>>>

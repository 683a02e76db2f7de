//! Serialization module for converting Swagger documents to YAML or JSON format.
//!
//! This module provides functions to serialize Swagger documents into standard formats
//! and write them to files or return them as strings.

use crate::swagger_builder::SwaggerDocument;
use anyhow::{Context, Result};
use log::debug;
use std::fs;
use std::path::Path;

/// Serializes a Swagger document to YAML format.
///
/// # Example
///
/// ```
/// use swagger_from_routes::serializer::serialize_yaml;
/// use swagger_from_routes::swagger_builder::SwaggerBuilder;
///
/// let doc = SwaggerBuilder::new().build();
/// let yaml = serialize_yaml(&doc).unwrap();
/// assert!(yaml.contains("swagger:"));
/// ```
pub fn serialize_yaml(doc: &SwaggerDocument) -> Result<String> {
    debug!("Serializing Swagger document to YAML");
    serde_yaml::to_string(doc).context("Failed to serialize Swagger document to YAML")
}

/// Serializes a Swagger document to JSON format with pretty printing.
pub fn serialize_json(doc: &SwaggerDocument) -> Result<String> {
    debug!("Serializing Swagger document to JSON");
    serde_json::to_string_pretty(doc).context("Failed to serialize Swagger document to JSON")
}

/// Writes string content to a file.
///
/// Creates the file (and its parent directories) if it doesn't exist, or overwrites it if it
/// does.
pub fn write_to_file(content: &str, path: &Path) -> Result<()> {
    debug!("Writing content to file: {}", path.display());

    if let Some(parent) = path.parent() {
        fs::create_dir_all(parent)
            .with_context(|| format!("Failed to create directory: {}", parent.display()))?;
    }

    fs::write(path, content)
        .with_context(|| format!("Failed to write to file: {}", path.display()))?;

    debug!("Successfully wrote {} bytes to {}", content.len(), path.display());
    Ok(())
}

#[cfg(test)]
mod tests {
    use super::*;
    use crate::route::{HandlerMeta, Route, StaticRouteTable};
    use crate::swagger_builder::{swagger, SwaggerBuilder};
    use tempfile::TempDir;

    fn create_test_document() -> SwaggerDocument {
        let table = StaticRouteTable::new().route(Route::function(
            "/users/<int:id>",
            &["GET"],
            HandlerMeta::new("app.users", "get_user").doc("Get a user\n---\ntags: [users]"),
        ));
        swagger(&table).unwrap()
    }

    #[test]
    fn test_serialize_yaml() {
        let yaml = serialize_yaml(&create_test_document()).unwrap();

        assert!(yaml.contains("swagger:"));
        assert!(yaml.contains("2.0"));
        assert!(yaml.contains("title: swagger project"));
        assert!(yaml.contains("/users/{id}:"));
        assert!(yaml.contains("get:"));
        assert!(yaml.contains("definitions:"));
    }

    #[test]
    fn test_serialize_json() {
        let json = serialize_json(&create_test_document()).unwrap();

        let parsed: serde_json::Value = serde_json::from_str(&json).unwrap();
        assert_eq!(parsed["swagger"], "2.0");
        assert_eq!(parsed["info"]["version"], "0.0.1");
        let op = &parsed["paths"]["/users/{id}"]["get"];
        assert_eq!(op["summary"], "Get a user");
        assert_eq!(op["tags"][0], "users");
        assert_eq!(op["parameters"][0]["in"], "path");
        // nothing between the summary line and the separator
        assert_eq!(op["description"], "");
    }

    #[test]
    fn test_serialize_json_pretty_format() {
        let json = serialize_json(&SwaggerBuilder::new().build()).unwrap();

        assert!(json.contains('\n'));
        assert!(json.contains("  "));
        assert!(json.lines().count() > 5, "Pretty printed JSON should have multiple lines");
    }

    #[test]
    fn test_write_to_file_creates_directories() {
        let temp_dir = TempDir::new().unwrap();
        let file_path = temp_dir.path().join("subdir").join("nested").join("test.yaml");

        write_to_file("test content", &file_path).unwrap();
        assert_eq!(fs::read_to_string(&file_path).unwrap(), "test content");
    }

    #[test]
    fn test_write_to_file_overwrites_existing() {
        let temp_dir = TempDir::new().unwrap();
        let file_path = temp_dir.path().join("test.yaml");

        write_to_file("initial content", &file_path).unwrap();
        write_to_file("new content", &file_path).unwrap();

        assert_eq!(fs::read_to_string(&file_path).unwrap(), "new content");
    }

    #[test]
    fn test_write_yaml_file_end_to_end() {
        let temp_dir = TempDir::new().unwrap();
        let file_path = temp_dir.path().join("swagger.yaml");

        let doc = create_test_document();
        write_to_file(&serialize_yaml(&doc).unwrap(), &file_path).unwrap();

        let content = fs::read_to_string(&file_path).unwrap();
        let deserialized: SwaggerDocument = serde_yaml::from_str(&content).unwrap();
        assert_eq!(deserialized, doc);
    }
}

<<<

▸ **Instructions for the task**
Repeat the data above. Change nothing.

▸ **Output below**
repository 683a02e76db2f7de
//! Serialization module for converting Swagger documents to YAML or JSON format.
//!
//! This module provides functions to serialize Swagger documents into standard formats
//! and write them to files or return them as strings.

use crate::swagger_builder::SwaggerDocument;
use anyhow::{Context, Result};
use log::debug;
use std::fs;
use std::path::Path;

/// Serializes a Swagger document to YAML format.
///
/// # Example
///
/// ```
/// use swagger_from_routes::serializer::serialize_yaml;
/// use swagger_from_routes::swagger_builder::SwaggerBuilder;
///
/// let doc = SwaggerBuilder::new().build();
/// let yaml = serialize_yaml(&doc).unwrap();
/// assert!(yaml.contains("swagger:"));
/// ```
pub fn serialize_yaml(doc: &SwaggerDocument) -> Result<String> {
    debug!("Serializing Swagger document to YAML");
    serde_yaml::to_string(doc).context("Failed to serialize Swagger document to YAML")
}

/// Serializes a Swagger document to JSON format with pretty printing.
pub fn serialize_json(doc: &SwaggerDocument) -> Result<String> {
    debug!("Serializing Swagger document to JSON");
    serde_json::to_string_pretty(doc).context("Failed to serialize Swagger document to JSON")
}

/// Writes string content to a file.
///
/// Creates the file (and its parent directories) if it doesn't exist, or overwrites it if it
/// does.
pub fn write_to_file(content: &str, path: &Path) -> Result<()> {
    debug!("Writing content to file: {}", path.display());

    if let Some(parent) = path.parent() {
        fs::create_dir_all(parent)
            .with_context(|| format!("Failed to create directory: {}", parent.display()))?;
    }

    fs::write(path, content)
        .with_context(|| format!("Failed to write to file: {}", path.display()))?;

    debug!("Successfully wrote {} bytes to {}", content.len(), path.display());
    Ok(())
}

#[cfg(test)]
mod tests {
    use super::*;
    use crate::route::{HandlerMeta, Route, StaticRouteTable};
    use crate::swagger_builder::{swagger, SwaggerBuilder};
    use tempfile::TempDir;

    fn create_test_document() -> SwaggerDocument {
        let table = StaticRouteTable::new().route(Route::function(
            "/users/<int:id>",
            &["GET"],
            HandlerMeta::new("app.users", "get_user").doc("Get a user\n---\ntags: [users]"),
        ));
        swagger(&table).unwrap()
    }

    #[test]
    fn test_serialize_yaml() {
        let yaml = serialize_yaml(&create_test_document()).unwrap();

        assert!(yaml.contains("swagger:"));
        assert!(yaml.contains("2.0"));
        assert!(yaml.contains("title: swagger project"));
        assert!(yaml.contains("/users/{id}:"));
        assert!(yaml.contains("get:"));
        assert!(yaml.contains("definitions:"));
    }

    #[test]
    fn test_serialize_json() {
        let json = serialize_json(&create_test_document()).unwrap();

        let parsed: serde_json::Value = serde_json::from_str(&json).unwrap();
        assert_eq!(parsed["swagger"], "2.0");
        assert_eq!(parsed["info"]["version"], "0.0.1");
        let op = &parsed["paths"]["/users/{id}"]["get"];
        assert_eq!(op["summary"], "Get a user");
        assert_eq!(op["tags"][0], "users");
        assert_eq!(op["parameters"][0]["in"], "path");
        // nothing between the summary line and the separator
        assert_eq!(op["description"], "");
    }

    #[test]
    fn test_serialize_json_pretty_format() {
        let json = serialize_json(&SwaggerBuilder::new().build()).unwrap();

        assert!(json.contains('\n'));
        assert!(json.contains("  "));
        assert!(json.lines().count() > 5, "Pretty printed JSON should have multiple lines");
    }

    #[test]
    fn test_write_to_file_creates_directories() {
        let temp_dir = TempDir::new().unwrap();
        let file_path = temp_dir.path().join("subdir").join("nested").join("test.yaml");

        write_to_file("test content", &file_path).unwrap();
        assert_eq!(fs::read_to_string(&file_path).unwrap(), "test content");
    }

    #[test]
    fn test_write_to_file_overwrites_existing() {
        let temp_dir = TempDir::new().unwrap();
        let file_path = temp_dir.path().join("test.yaml");

        write_to_file("initial content", &file_path).unwrap();
        write_to_file("new content", &file_path).unwrap();

        assert_eq!(fs::read_to_string(&file_path).unwrap(), "new content");
    }

    #[test]
    fn test_write_yaml_file_end_to_end() {
        let temp_dir = TempDir::new().unwrap();
        let file_path = temp_dir.path().join("swagger.yaml");

        let doc = create_test_document();
        write_to_file(&serialize_yaml(&doc).unwrap(), &file_path).unwrap();

        let content = fs::read_to_string(&file_path).unwrap();
        let deserialized: SwaggerDocument = serde_yaml::from_str(&content).unwrap();
        assert_eq!(deserialized, doc);
    }
}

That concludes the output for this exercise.